INPUT FOR THIS TASK:
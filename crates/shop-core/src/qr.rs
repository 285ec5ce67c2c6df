//! # QR Ingestion
//!
//! Turns the decoded text of a product QR code into a cart entry.
//!
//! ## Payload Format
//! ```text
//! ┌─────────────────────────────────────────────────────────────────────────┐
//! │  <uuid> | <priceEuros> | <priceCents> | <productName> [| ignored ...]   │
//! │                                                                         │
//! │  "abc-123|3|50|Organic Apple"                                           │
//! │       │     │  │       │                                                │
//! │       │     │  │       └──► name, description "Scanned product: ..."    │
//! │       │     └──┴──────────► price = 3 * 100 + 50 = 350 cents            │
//! │       └───────────────────► id = hash(uuid), qr_code = uuid             │
//! └─────────────────────────────────────────────────────────────────────────┘
//! ```
//!
//! Camera decoding is not part of this module; it only needs the decoded
//! text, so the whole pipeline runs without hardware.

use std::fmt;
use std::str::FromStr;

use uuid::Uuid;

use crate::cart::Cart;
use crate::error::QrParseError;
use crate::money::Money;
use crate::types::{Product, ProductId};
use crate::SCANNED_CATEGORY;

const SEPARATOR: char = '|';

/// Names used by [`QrPayload::simulated`].
const SIMULATED_NAMES: [&str; 9] = [
    "Organic Apple",
    "Premium Banana",
    "Fresh Orange",
    "Specialty Coffee",
    "Artisan Bread",
    "Imported Cheese",
    "Grass-fed Beef",
    "Free-range Chicken",
    "Wild Salmon",
];

// =============================================================================
// Payload
// =============================================================================

/// A parsed QR payload.
#[derive(Debug, Clone, PartialEq, Eq)]
pub struct QrPayload {
    uuid: String,
    price_euros: i64,
    price_cents: i64,
    name: String,
    price: Money,
}

impl QrPayload {
    /// Builds a payload from its parts, checking the resulting price.
    pub fn new(
        uuid: impl Into<String>,
        price_euros: i64,
        price_cents: i64,
        name: impl Into<String>,
    ) -> Result<Self, QrParseError> {
        let uuid = uuid.into();
        let name = name.into();
        for (field, value) in [("uuid", &uuid), ("productName", &name)] {
            if value.contains(SEPARATOR) {
                return Err(QrParseError::ReservedSeparator {
                    field: field.to_string(),
                });
            }
        }

        let cents = price_euros
            .checked_mul(100)
            .and_then(|c| c.checked_add(price_cents))
            .ok_or(QrParseError::PriceOverflow {
                euros: price_euros,
                cents: price_cents,
            })?;

        if cents < 0 {
            return Err(QrParseError::NegativePrice { cents });
        }

        Ok(QrPayload {
            uuid,
            price_euros,
            price_cents,
            name,
            price: Money::from_cents(cents),
        })
    }

    /// A random payload, as a stand-in for pointing the camera at a label.
    ///
    /// Price and name are drawn from the uuid's random bytes: 1-19 euros,
    /// 0-98 cents, one of nine product names.
    pub fn simulated() -> Self {
        let uuid = Uuid::new_v4();
        let bytes = uuid.as_bytes();

        let price_euros = 1 + i64::from(bytes[0] % 19);
        let price_cents = i64::from(bytes[1] % 99);
        let name = SIMULATED_NAMES[usize::from(bytes[2]) % SIMULATED_NAMES.len()];

        QrPayload {
            uuid: uuid.to_string(),
            price_euros,
            price_cents,
            name: name.to_string(),
            price: Money::from_cents(price_euros * 100 + price_cents),
        }
    }

    pub fn uuid(&self) -> &str {
        &self.uuid
    }

    pub fn name(&self) -> &str {
        &self.name
    }

    pub fn price(&self) -> Money {
        self.price
    }

    /// Synthetic product id derived from the uuid.
    pub fn product_id(&self) -> ProductId {
        ProductId::from(string_hash(&self.uuid))
    }

    /// Builds the product this payload describes.
    pub fn into_product(self) -> Product {
        let id = self.product_id();
        Product {
            id,
            description: format!("Scanned product: {}", self.name),
            name: self.name,
            price: self.price,
            category: SCANNED_CATEGORY.to_string(),
            image_url: None,
            qr_code: Some(self.uuid),
        }
    }
}

impl FromStr for QrPayload {
    type Err = QrParseError;

    fn from_str(s: &str) -> Result<Self, Self::Err> {
        let fields: Vec<&str> = s.split(SEPARATOR).collect();
        if fields.len() < 4 {
            return Err(QrParseError::TooFewFields {
                found: fields.len(),
            });
        }

        let price_euros = parse_int("priceEuros", fields[1])?;
        let price_cents = parse_int("priceCents", fields[2])?;

        QrPayload::new(fields[0], price_euros, price_cents, fields[3])
    }
}

/// Re-encodes the four mandatory fields.
impl fmt::Display for QrPayload {
    fn fmt(&self, f: &mut fmt::Formatter<'_>) -> fmt::Result {
        write!(
            f,
            "{}|{}|{}|{}",
            self.uuid, self.price_euros, self.price_cents, self.name
        )
    }
}

fn parse_int(field: &str, value: &str) -> Result<i64, QrParseError> {
    value.parse().map_err(|_| QrParseError::InvalidNumber {
        field: field.to_string(),
        value: value.to_string(),
    })
}

/// 32-bit polynomial string hash (`h = 31 * h + unit` over UTF-16 units).
///
/// Same values as the JVM's `String.hashCode`, so ids line up with those the
/// Android client produces. Collisions are possible and accepted.
pub fn string_hash(s: &str) -> i32 {
    s.encode_utf16()
        .fold(0i32, |h, unit| h.wrapping_mul(31).wrapping_add(i32::from(unit)))
}

// =============================================================================
// Scan-to-Add
// =============================================================================

impl Cart {
    /// Parses `payload` and adds the scanned product.
    ///
    /// Returns the product id on success. On failure the cart is untouched.
    pub fn add_scanned(&mut self, payload: &str) -> Result<ProductId, QrParseError> {
        let product = payload.parse::<QrPayload>()?.into_product();
        let id = product.id();
        self.add_item(product);
        Ok(id)
    }

    /// Scan-to-add for the UI: `true` when a product was added.
    ///
    /// Every parse failure becomes `false`; nothing propagates.
    pub fn add_product_from_qr_code(&mut self, payload: &str) -> bool {
        self.add_scanned(payload).is_ok()
    }
}

// =============================================================================
// Unit Tests
// =============================================================================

EXERCISE BRIEF:
Type out the material again, matching every line.

TASK RESPONSE:
filename crates/shop-core/src/qr.rs
repository 285ec5ce67c2c6df
//! # QR Ingestion
//!
//! Turns the decoded text of a product QR code into a cart entry.
//!
//! ## Payload Format
//! ```text
//! ┌─────────────────────────────────────────────────────────────────────────┐
//! │  <uuid> | <priceEuros> | <priceCents> | <productName> [| ignored ...]   │
//! │                                                                         │
//! │  "abc-123|3|50|Organic Apple"                                           │
//! │       │     │  │       │                                                │
//! │       │     │  │       └──► name, description "Scanned product: ..."    │
//! │       │     └──┴──────────► price = 3 * 100 + 50 = 350 cents            │
//! │       └───────────────────► id = hash(uuid), qr_code = uuid             │
//! └─────────────────────────────────────────────────────────────────────────┘
//! ```
//!
//! Camera decoding is not part of this module; it only needs the decoded
//! text, so the whole pipeline runs without hardware.

use std::fmt;
use std::str::FromStr;

use uuid::Uuid;

use crate::cart::Cart;
use crate::error::QrParseError;
use crate::money::Money;
use crate::types::{Product, ProductId};
use crate::SCANNED_CATEGORY;

const SEPARATOR: char = '|';

/// Names used by [`QrPayload::simulated`].
const SIMULATED_NAMES: [&str; 9] = [
    "Organic Apple",
    "Premium Banana",
    "Fresh Orange",
    "Specialty Coffee",
    "Artisan Bread",
    "Imported Cheese",
    "Grass-fed Beef",
    "Free-range Chicken",
    "Wild Salmon",
];

// =============================================================================
// Payload
// =============================================================================

/// A parsed QR payload.
#[derive(Debug, Clone, PartialEq, Eq)]
pub struct QrPayload {
    uuid: String,
    price_euros: i64,
    price_cents: i64,
    name: String,
    price: Money,
}

impl QrPayload {
    /// Builds a payload from its parts, checking the resulting price.
    pub fn new(
        uuid: impl Into<String>,
        price_euros: i64,
        price_cents: i64,
        name: impl Into<String>,
    ) -> Result<Self, QrParseError> {
        let uuid = uuid.into();
        let name = name.into();
        for (field, value) in [("uuid", &uuid), ("productName", &name)] {
            if value.contains(SEPARATOR) {
                return Err(QrParseError::ReservedSeparator {
                    field: field.to_string(),
                });
            }
        }

        let cents = price_euros
            .checked_mul(100)
            .and_then(|c| c.checked_add(price_cents))
            .ok_or(QrParseError::PriceOverflow {
                euros: price_euros,
                cents: price_cents,
            })?;

        if cents < 0 {
            return Err(QrParseError::NegativePrice { cents });
        }

        Ok(QrPayload {
            uuid,
            price_euros,
            price_cents,
            name,
            price: Money::from_cents(cents),
        })
    }

    /// A random payload, as a stand-in for pointing the camera at a label.
    ///
    /// Price and name are drawn from the uuid's random bytes: 1-19 euros,
    /// 0-98 cents, one of nine product names.
    pub fn simulated() -> Self {
        let uuid = Uuid::new_v4();
        let bytes = uuid.as_bytes();

        let price_euros = 1 + i64::from(bytes[0] % 19);
        let price_cents = i64::from(bytes[1] % 99);
        let name = SIMULATED_NAMES[usize::from(bytes[2]) % SIMULATED_NAMES.len()];

        QrPayload {
            uuid: uuid.to_string(),
            price_euros,
            price_cents,
            name: name.to_string(),
            price: Money::from_cents(price_euros * 100 + price_cents),
        }
    }

    pub fn uuid(&self) -> &str {
        &self.uuid
    }

    pub fn name(&self) -> &str {
        &self.name
    }

    pub fn price(&self) -> Money {
        self.price
    }

    /// Synthetic product id derived from the uuid.
    pub fn product_id(&self) -> ProductId {
        ProductId::from(string_hash(&self.uuid))
    }

    /// Builds the product this payload describes.
    pub fn into_product(self) -> Product {
        let id = self.product_id();
        Product {
            id,
            description: format!("Scanned product: {}", self.name),
            name: self.name,
            price: self.price,
            category: SCANNED_CATEGORY.to_string(),
            image_url: None,
            qr_code: Some(self.uuid),
        }
    }
}

impl FromStr for QrPayload {
    type Err = QrParseError;

    fn from_str(s: &str) -> Result<Self, Self::Err> {
        let fields: Vec<&str> = s.split(SEPARATOR).collect();
        if fields.len() < 4 {
            return Err(QrParseError::TooFewFields {
                found: fields.len(),
            });
        }

        let price_euros = parse_int("priceEuros", fields[1])?;
        let price_cents = parse_int("priceCents", fields[2])?;

        QrPayload::new(fields[0], price_euros, price_cents, fields[3])
    }
}

/// Re-encodes the four mandatory fields.
impl fmt::Display for QrPayload {
    fn fmt(&self, f: &mut fmt::Formatter<'_>) -> fmt::Result {
        write!(
            f,
            "{}|{}|{}|{}",
            self.uuid, self.price_euros, self.price_cents, self.name
        )
    }
}

fn parse_int(field: &str, value: &str) -> Result<i64, QrParseError> {
    value.parse().map_err(|_| QrParseError::InvalidNumber {
        field: field.to_string(),
        value: value.to_string(),
    })
}

/// 32-bit polynomial string hash (`h = 31 * h + unit` over UTF-16 units).
///
/// Same values as the JVM's `String.hashCode`, so ids line up with those the
/// Android client produces. Collisions are possible and accepted.
pub fn string_hash(s: &str) -> i32 {
    s.encode_utf16()
        .fold(0i32, |h, unit| h.wrapping_mul(31).wrapping_add(i32::from(unit)))
}

// =============================================================================
// Scan-to-Add
// =============================================================================

impl Cart {
    /// Parses `payload` and adds the scanned product.
    ///
    /// Returns the product id on success. On failure the cart is untouched.
    pub fn add_scanned(&mut self, payload: &str) -> Result<ProductId, QrParseError> {
        let product = payload.parse::<QrPayload>()?.into_product();
        let id = product.id();
        self.add_item(product);
        Ok(id)
    }

    /// Scan-to-add for the UI: `true` when a product was added.
    ///
    /// Every parse failure becomes `false`; nothing propagates.
    pub fn add_product_from_qr_code(&mut self, payload: &str) -> bool {
        self.add_scanned(payload).is_ok()
    }
}

// =============================================================================
// Unit Tests
// =============================================================================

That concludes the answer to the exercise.